Microarray-based estimation of SNP allele-frequency in pooled DNA using the Langmuir kinetic model
1 Laboratory of Biosystems and Microanalysis, State Key Laboratory of Bioreactor Engineering, East China University of Science & Technology, Shanghai, 200237, PR China
2 Department of Molecular Genetics, Microbiology and Immunology, University of Medicine and Dentistry of New Jersey-Robert Wood Johnson Medical School, SRB 110, 661 Hoes Lane, Piscataway, NJ 08854, USA
BMC Genomics 2008, 9:605 doi:10.1186/1471-2164-9-605Published: 16 December 2008
High throughput genotyping of single nucleotide polymorphisms (SNPs) for genome-wide association requires technologies for generating millions of genotypes with relative ease but also at a reasonable cost and with high accuracy. In this work, we have developed a theoretical approach to estimate allele frequency in pooled DNA samples, based on the physical principles of DNA immobilization and hybridization on solid surface using the Langmuir kinetic model and quantitative analysis of the allelic signals.

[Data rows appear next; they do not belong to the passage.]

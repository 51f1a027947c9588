//! Error types for the rotation-vector pipeline

use thiserror::Error;

use crate::axes::Axis;

/// Why a raw rotation-vector sample could not be turned into a rotation matrix.
#[derive(Debug, Clone, Copy, PartialEq, Eq, Error)]
pub enum SampleDefect {
    /// Fewer than the three quaternion components the conversion needs.
    #[error("expected at least 3 components, got {0}")]
    TooFewComponents(usize),
    /// A component was NaN or infinite.
    #[error("component is not finite")]
    NonFinite,
    /// The reconstructed quaternion has zero length.
    #[error("quaternion has zero magnitude")]
    ZeroMagnitude,
}

/// Errors surfaced by the orientation pipeline and its sensor adapter.
///
/// None of these are fatal: invalid samples and failed emissions are dropped
/// and the stream carries on with the next sample.
#[derive(Debug, Clone, PartialEq, Error)]
pub enum Error {
    /// The device has no rotation-vector sensor.
    #[error("no AbsoluteRotationVector sensor found")]
    SensorUnavailable,
    /// A degenerate or non-finite rotation vector was delivered.
    #[error("invalid rotation vector sample: {0}")]
    InvalidSample(#[from] SampleDefect),
    /// The event sink could not accept the event.
    #[error("event sink not ready: {0}")]
    EmitFailure(String),
    /// Both remap targets name the same physical axis.
    #[error("cannot remap {x:?} and {y:?} onto the same axis")]
    InvalidRemap { x: Axis, y: Axis },
}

This method can successfully distinguish allele frequencies differing by 0.01 in the actual pool of clinical samples, and detect alleles with a frequency as low as 2%. The accuracy of measuring known allele frequencies is very high, with the strength of correlation between measured and actual frequencies having an r2 = 0.9992. These results demonstrated that this method could allow the accurate estimation of absolute allele frequencies in pooled samples of DNA in a feasible and inexpensive way.
We conclude that this novel strategy for quantitative analysis of the ratio of SNP allelic sequences in DNA pools is an inexpensive and feasible alternative for detecting polymorphic differences in candidate gene association studies and genome-wide linkage disequilibrium scans.